Conference House
During the American Revolution, this mansion hosted failed peace talks between the British and Americans.
At the southern edge of Staten Island stands a large mansion overlooking the Arthur Kill, built in 1680 by Captain Christopher Billopp. Just over a century later, this stately house would experience its biggest claim to fame.
In 1776, a scant few weeks after the Continental Army’s defeat at the Battle of Long Island, Lord Richard Howe met here with John Adams, Edward Rutledge, and Benjamin Franklin to try to negotiate a peace. It failed, mostly because the Americans would accept nothing less than independence. Despite the lack of progress, the three-hour meeting would later be memorialized in the 20th century by changing the name of the building to the Conference House.

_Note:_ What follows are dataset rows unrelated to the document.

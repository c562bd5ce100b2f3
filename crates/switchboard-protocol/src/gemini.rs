// Copyright (c) 2024-2026 Martin Schröder <info@swedishembedded.com>
//
// SPDX-License-Identifier: Apache-2.0
//! Upstream `generateContent` wire format.
//!
//! The upstream wraps the familiar `contents` / `generationConfig`
//! payload in an envelope carrying the project id and a request id.
//! All field names are camelCase on the wire.

use serde::{Deserialize, Serialize};
use serde_json::Value;

/// Outer envelope POSTed to `:generateContent` / `:streamGenerateContent`.
#[derive(Debug, Clone, Serialize, Deserialize)]
#[serde(rename_all = "camelCase")]
pub struct GenerateEnvelope {
    pub project: String,
    pub model: String,
    pub user_agent: String,
    pub request_type: String,
    pub request_id: String,
    pub request: GenerateContentRequest,
}

#[derive(Debug, Clone, Default, Serialize, Deserialize)]
#[serde(rename_all = "camelCase")]
pub struct GenerateContentRequest {
    pub contents: Vec<Content>,
    #[serde(default, skip_serializing_if = "Option::is_none")]
    pub system_instruction: Option<SystemInstruction>,
    #[serde(default, skip_serializing_if = "Option::is_none")]
    pub generation_config: Option<GenerationConfig>,
    #[serde(default, skip_serializing_if = "Vec::is_empty")]
    pub tools: Vec<ToolDeclarations>,
    #[serde(default, skip_serializing_if = "Option::is_none")]
    pub tool_config: Option<Value>,
    /// Stable conversation handle so upstream prompt caching can key off it.
    #[serde(default, skip_serializing_if = "Option::is_none")]
    pub session_id: Option<String>,
}

#[derive(Debug, Clone, Default, Serialize, Deserialize)]
pub struct SystemInstruction {
    pub parts: Vec<Part>,
}

#[derive(Debug, Clone, Serialize, Deserialize)]
#[serde(rename_all = "camelCase")]
pub struct Content {
    pub role: ContentRole,
    pub parts: Vec<Part>,
}

#[derive(Debug, Clone, Copy, PartialEq, Eq, Serialize, Deserialize)]
#[serde(rename_all = "lowercase")]
pub enum ContentRole {
    User,
    Model,
}

/// A single content part.  Exactly one of the payload fields is set;
/// `thought`/`thought_signature` decorate text parts emitted by
/// reasoning models.
#[derive(Debug, Clone, Default, Serialize, Deserialize)]
#[serde(rename_all = "camelCase")]
pub struct Part {
    #[serde(default, skip_serializing_if = "Option::is_none")]
    pub text: Option<String>,
    #[serde(default, skip_serializing_if = "std::ops::Not::not")]
    pub thought: bool,
    #[serde(default, skip_serializing_if = "Option::is_none")]
    pub thought_signature: Option<String>,
    #[serde(default, skip_serializing_if = "Option::is_none")]
    pub function_call: Option<FunctionCall>,
    #[serde(default, skip_serializing_if = "Option::is_none")]
    pub function_response: Option<FunctionResponse>,
    #[serde(default, skip_serializing_if = "Option::is_none")]
    pub inline_data: Option<Blob>,
    #[serde(default, skip_serializing_if = "Option::is_none")]
    pub file_data: Option<FileData>,
}

impl Part {
    pub fn text(text: impl Into<String>) -> Self {
        Self { text: Some(text.into()), ..Self::default() }
    }

    pub fn thought(text: impl Into<String>, signature: Option<String>) -> Self {
        Self {
            text: Some(text.into()),
            thought: true,
            thought_signature: signature,
            ..Self::default()
        }
    }

    pub fn function_call(call: FunctionCall) -> Self {
        Self { function_call: Some(call), ..Self::default() }
    }

    pub fn function_response(resp: FunctionResponse) -> Self {
        Self { function_response: Some(resp), ..Self::default() }
    }

    pub fn inline_data(mime_type: impl Into<String>, data: impl Into<String>) -> Self {
        Self {
            inline_data: Some(Blob { mime_type: mime_type.into(), data: data.into() }),
            ..Self::default()
        }
    }
}

#[derive(Debug, Clone, Serialize, Deserialize)]
pub struct FunctionCall {
    pub name: String,
    #[serde(default)]
    pub args: Value,
    /// Tool-call id; not all upstream variants echo it back.
    #[serde(default, skip_serializing_if = "Option::is_none")]
    pub id: Option<String>,
}

#[derive(Debug, Clone, Serialize, Deserialize)]
pub struct FunctionResponse {
    pub name: String,
    pub response: Value,
    #[serde(default, skip_serializing_if = "Option::is_none")]
    pub id: Option<String>,
}

#[derive(Debug, Clone, Serialize, Deserialize)]
#[serde(rename_all = "camelCase")]
pub struct Blob {
    pub mime_type: String,
    pub data: String,
}

#[derive(Debug, Clone, Serialize, Deserialize)]
#[serde(rename_all = "camelCase")]
pub struct FileData {
    #[serde(default)]
    pub mime_type: String,
    pub file_uri: String,
}

#[derive(Debug, Clone, Serialize, Deserialize)]
pub struct ToolDeclarations {
    #[serde(rename = "functionDeclarations")]
    pub function_declarations: Vec<FunctionDeclaration>,
}

#[derive(Debug, Clone, Serialize, Deserialize)]
pub struct FunctionDeclaration {
    pub name: String,
    #[serde(default, skip_serializing_if = "Option::is_none")]
    pub description: Option<String>,
    #[serde(default, skip_serializing_if = "Option::is_none")]
    pub parameters: Option<Value>,
}

#[derive(Debug, Clone, Default, Serialize, Deserialize)]
#[serde(rename_all = "camelCase")]
pub struct GenerationConfig {
    #[serde(default, skip_serializing_if = "Option::is_none")]
    pub max_output_tokens: Option<u32>,
    #[serde(default, skip_serializing_if = "Option::is_none")]
    pub temperature: Option<f32>,
    #[serde(default, skip_serializing_if = "Option::is_none")]
    pub top_p: Option<f32>,
    #[serde(default, skip_serializing_if = "Option::is_none")]
    pub top_k: Option<u32>,
    #[serde(default, skip_serializing_if = "Vec::is_empty")]
    pub stop_sequences: Vec<String>,
    #[serde(default, skip_serializing_if = "Option::is_none")]
    pub thinking_config: Option<ThinkingConfig>,
}

/// Reasoning configuration.  `thinking_budget` (token count) and
/// `thinking_level` are mutually exclusive upstream.
#[derive(Debug, Clone, Default, Serialize, Deserialize)]
#[serde(rename_all = "camelCase")]
pub struct ThinkingConfig {
    pub include_thoughts: bool,
    #[serde(default, skip_serializing_if = "Option::is_none")]
    pub thinking_budget: Option<u32>,
    #[serde(default, skip_serializing_if = "Option::is_none")]
    pub thinking_level: Option<String>,
}

// ─── Response ─────────────────────────────────────────────────────────────────

#[derive(Debug, Clone, Default, Deserialize, Serialize)]
#[serde(rename_all = "camelCase")]
pub struct GenerateContentResponse {
    #[serde(default)]
    pub candidates: Vec<Candidate>,
    #[serde(default, skip_serializing_if = "Option::is_none")]
    pub usage_metadata: Option<UsageMetadata>,
    #[serde(default, skip_serializing_if = "Option::is_none")]
    pub model_version: Option<String>,
    #[serde(default, skip_serializing_if = "Option::is_none")]
    pub response_id: Option<String>,
}

/// Some upstream hosts wrap the response one level deeper:
/// `{"response": {...}}`.  [`GenerateContentResponse::from_json`]
/// accepts both shapes.
impl GenerateContentResponse {
    pub fn from_json(v: Value) -> Result<Self, serde_json::Error> {
        let inner = match v {
            Value::Object(ref m) if m.contains_key("response") => v["response"].clone(),
            other => other,
        };
        serde_json::from_value(inner)
    }
}

#[derive(Debug, Clone, Deserialize, Serialize)]
#[serde(rename_all = "camelCase")]
pub struct Candidate {
    #[serde(default)]
    pub content: Option<Content>,
    #[serde(default, skip_serializing_if = "Option::is_none")]
    pub finish_reason: Option<FinishReason>,
    #[serde(default, skip_serializing_if = "Option::is_none")]
    pub safety_ratings: Option<Value>,
    #[serde(default, skip_serializing_if = "Option::is_none")]
    pub grounding_metadata: Option<GroundingMetadata>,
}

#[derive(Debug, Clone, Copy, PartialEq, Eq, Deserialize, Serialize)]
#[serde(rename_all = "SCREAMING_SNAKE_CASE")]
pub enum FinishReason {
    Stop,
    MaxTokens,
    Safety,
    Recitation,
    ToolUse,
    #[serde(other)]
    Other,
}

#[derive(Debug, Clone, Default, Deserialize, Serialize)]
#[serde(rename_all = "camelCase")]
pub struct UsageMetadata {
    #[serde(default)]
    pub prompt_token_count: u64,
    #[serde(default)]
    pub candidates_token_count: u64,
    #[serde(default)]
    pub cached_content_token_count: u64,
    #[serde(default)]
    pub thoughts_token_count: u64,
    #[serde(default)]
    pub total_token_count: u64,
}

#[derive(Debug, Clone, Default, Deserialize, Serialize)]
#[serde(rename_all = "camelCase")]
pub struct GroundingMetadata {
    #[serde(default)]
    pub web_search_queries: Vec<String>,
    #[serde(default)]
    pub grounding_chunks: Vec<GroundingChunk>,
}

#[derive(Debug, Clone, Deserialize, Serialize)]
#[serde(rename_all = "camelCase")]
pub struct GroundingChunk {
    #[serde(default, skip_serializing_if = "Option::is_none")]
    pub web: Option<WebSource>,
}

#[derive(Debug, Clone, Deserialize, Serialize)]
pub struct WebSource {
    #[serde(default)]
    pub uri: String,
    #[serde(default)]
    pub title: String,
}

// ─── Unit tests ──────────────────────────────────────────────────────────────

The original Christopher Billopp owned 932 acres of land in the south of Staten Island, but actually lived and worked in New Castle, Delaware, as the Collector of Customs, leaving his wife to manage the property. His land holdings later increased to 1,630 acres and became known as Bentley Manor. It was passed down through the generations to another Christopher Billopp, who lived there during the Revolutionary War.
This Billopp was a Tory, and was in charge of enforcing the ban on communication between Staten Island and New Jersey. He was taken prisoner on two occasions, one of which saw him treated poorly in retaliation for the treatment of American prisoners on the infamous prison ships. It’s said that when he returned from the second imprisonment, a maid in his house ratted him out by placing a lantern in the window as a signal to the Continental troops in Perth Amboy. When he caught her, he threw her down the stairs and both their ghosts haunt the manor still.

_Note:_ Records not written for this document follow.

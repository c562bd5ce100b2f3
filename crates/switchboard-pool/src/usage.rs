// Copyright (c) 2024-2026 Martin Schröder <info@swedishembedded.com>
//
// SPDX-License-Identifier: Apache-2.0
//! Hour-bucketed request counters, persisted to `usage-history.json`.
//!
//! The file shape is one object per hour bucket:
//!
//! ```json
//! {
//!   "2026-08-01T13": {
//!     "gemini": { "gemini-3-pro-preview": 12, "_subtotal": 12 },
//!     "claude": { "claude-sonnet-4-5": 3, "_subtotal": 3 },
//!     "_total": 15
//!   }
//! }
//! ```

use std::collections::BTreeMap;
use std::path::PathBuf;
use std::sync::{Arc, Mutex};

use chrono::{DateTime, Duration, Utc};
use tracing::info;

use crate::persist::{read_json, Saver};

/// Buckets older than this are pruned on every record.
const RETENTION_DAYS: i64 = 30;

type Buckets = BTreeMap<String, BTreeMap<String, BTreeMap<String, u64>>>;

pub struct UsageHistory {
    /// bucket → family → model → count (`_subtotal` / `_total` are
    /// folded in at serialisation time).
    buckets: Mutex<Buckets>,
    saver: Option<Arc<Saver>>,
}

impl Default for UsageHistory {
    fn default() -> Self {
        Self::new()
    }
}

impl UsageHistory {
    pub fn new() -> Self {
        Self { buckets: Mutex::new(BTreeMap::new()), saver: None }
    }

    pub fn with_persistence(path: PathBuf) -> anyhow::Result<Self> {
        let mut buckets = Buckets::new();
        if let Some(v) = read_json(&path)? {
            buckets = parse_persisted(&v);
            info!(buckets = buckets.len(), "loaded usage history");
        }
        Ok(Self { buckets: Mutex::new(buckets), saver: Some(Arc::new(Saver::new(path))) })
    }

    fn bucket_key(at: DateTime<Utc>) -> String {
        at.format("%Y-%m-%dT%H").to_string()
    }

    /// Count one request for `model` under `family`.
    pub fn record(&self, family: &str, model: &str) {
        self.record_at(family, model, Utc::now());
    }

    fn record_at(&self, family: &str, model: &str, at: DateTime<Utc>) {
        {
            let mut buckets = self.buckets.lock().unwrap_or_else(|e| e.into_inner());
            let bucket = buckets.entry(Self::bucket_key(at)).or_default();
            *bucket
                .entry(family.to_string())
                .or_default()
                .entry(model.to_string())
                .or_insert(0) += 1;

            let cutoff = Self::bucket_key(at - Duration::days(RETENTION_DAYS));
            buckets.retain(|k, _| *k >= cutoff);
        }
        self.schedule_save();
    }

    /// Total requests recorded in the bucket containing `at`.
    pub fn total_in_hour(&self, at: DateTime<Utc>) -> u64 {
        let buckets = self.buckets.lock().unwrap_or_else(|e| e.into_inner());
        buckets
            .get(&Self::bucket_key(at))
            .map(|families| families.values().flat_map(|m| m.values()).sum())
            .unwrap_or(0)
    }

    fn schedule_save(&self) {
        if let Some(saver) = &self.saver {
            saver.schedule(self.to_json());
        }
    }

    pub fn flush(&self) {
        if let Some(saver) = &self.saver {
            saver.flush_now(self.to_json());
        }
    }

    /// Persisted shape with `_subtotal` per family and `_total` per bucket.
    pub fn to_json(&self) -> serde_json::Value {
        let buckets = self.buckets.lock().unwrap_or_else(|e| e.into_inner());
        let mut out = serde_json::Map::new();
        for (bucket, families) in buckets.iter() {
            let mut bucket_obj = serde_json::Map::new();
            let mut total = 0u64;
            for (family, models) in families {
                let mut fam_obj = serde_json::Map::new();
                let mut subtotal = 0u64;
                for (model, count) in models {
                    fam_obj.insert(model.clone(), (*count).into());
                    subtotal += count;
                }
                fam_obj.insert("_subtotal".into(), subtotal.into());
                total += subtotal;
                bucket_obj.insert(family.clone(), fam_obj.into());
            }
            bucket_obj.insert("_total".into(), total.into());
            out.insert(bucket.clone(), bucket_obj.into());
        }
        out.into()
    }
}

fn parse_persisted(v: &serde_json::Value) -> Buckets {
    let mut buckets = Buckets::new();
    let Some(obj) = v.as_object() else { return buckets };
    for (bucket, families) in obj {
        let Some(families) = families.as_object() else { continue };
        let bucket_entry = buckets.entry(bucket.clone()).or_default();
        for (family, models) in families {
            if family == "_total" {
                continue;
            }
            let Some(models) = models.as_object() else { continue };
            let fam_entry = bucket_entry.entry(family.clone()).or_default();
            for (model, count) in models {
                if model == "_subtotal" {
                    continue;
                }
                if let Some(n) = count.as_u64() {
                    fam_entry.insert(model.clone(), n);
                }
            }
        }
    }
    buckets
}

// ─── Unit tests ──────────────────────────────────────────────────────────────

The house was confiscated after the war and portions of the land sold off. It would later serve as a hotel and rat poison factory before falling into disrepair. Ownership was transferred to the City of New York in 1926, and the newly-formed Conference House Association set about restoring the building. The various rooms were repaired over the course of the next 11 years, including a new brick floor laid down in the kitchen using vintage molds. The Conference House opened to the public in 1937 as the first house museum in Staten Island, and it’s currently managed by the Historic House Trust.
Know Before You Go
The house is open on Friday, Saturday, and Sunday from 1 to 4 p.m.Tours are available on Fridays and Saturdays, with visitors shown the parlor, dining room, bedrooms, and basement kitchen. There may be only one staff member on-site, so if the door is closed and no one is on the steps when you arrive, wait about 15–20 minutes as the guide is likely in the middle of a tour.
The beach where guests of the house would have landed is a short walk across the yard. The grounds also include a caretaker’s house not open to the public and a small colonial herb garden.
By bus, take the southbound S59 or S78 to Hylan Boulevard and Craig Ave and walk one block south to the park. By train, take the SIR to its last stop at Tottenville and walk about 15 minutes: head south on Main or Bentley Streets, turn left on Craig Avenue, another left on Amboy Road, then left on Satterlee Street.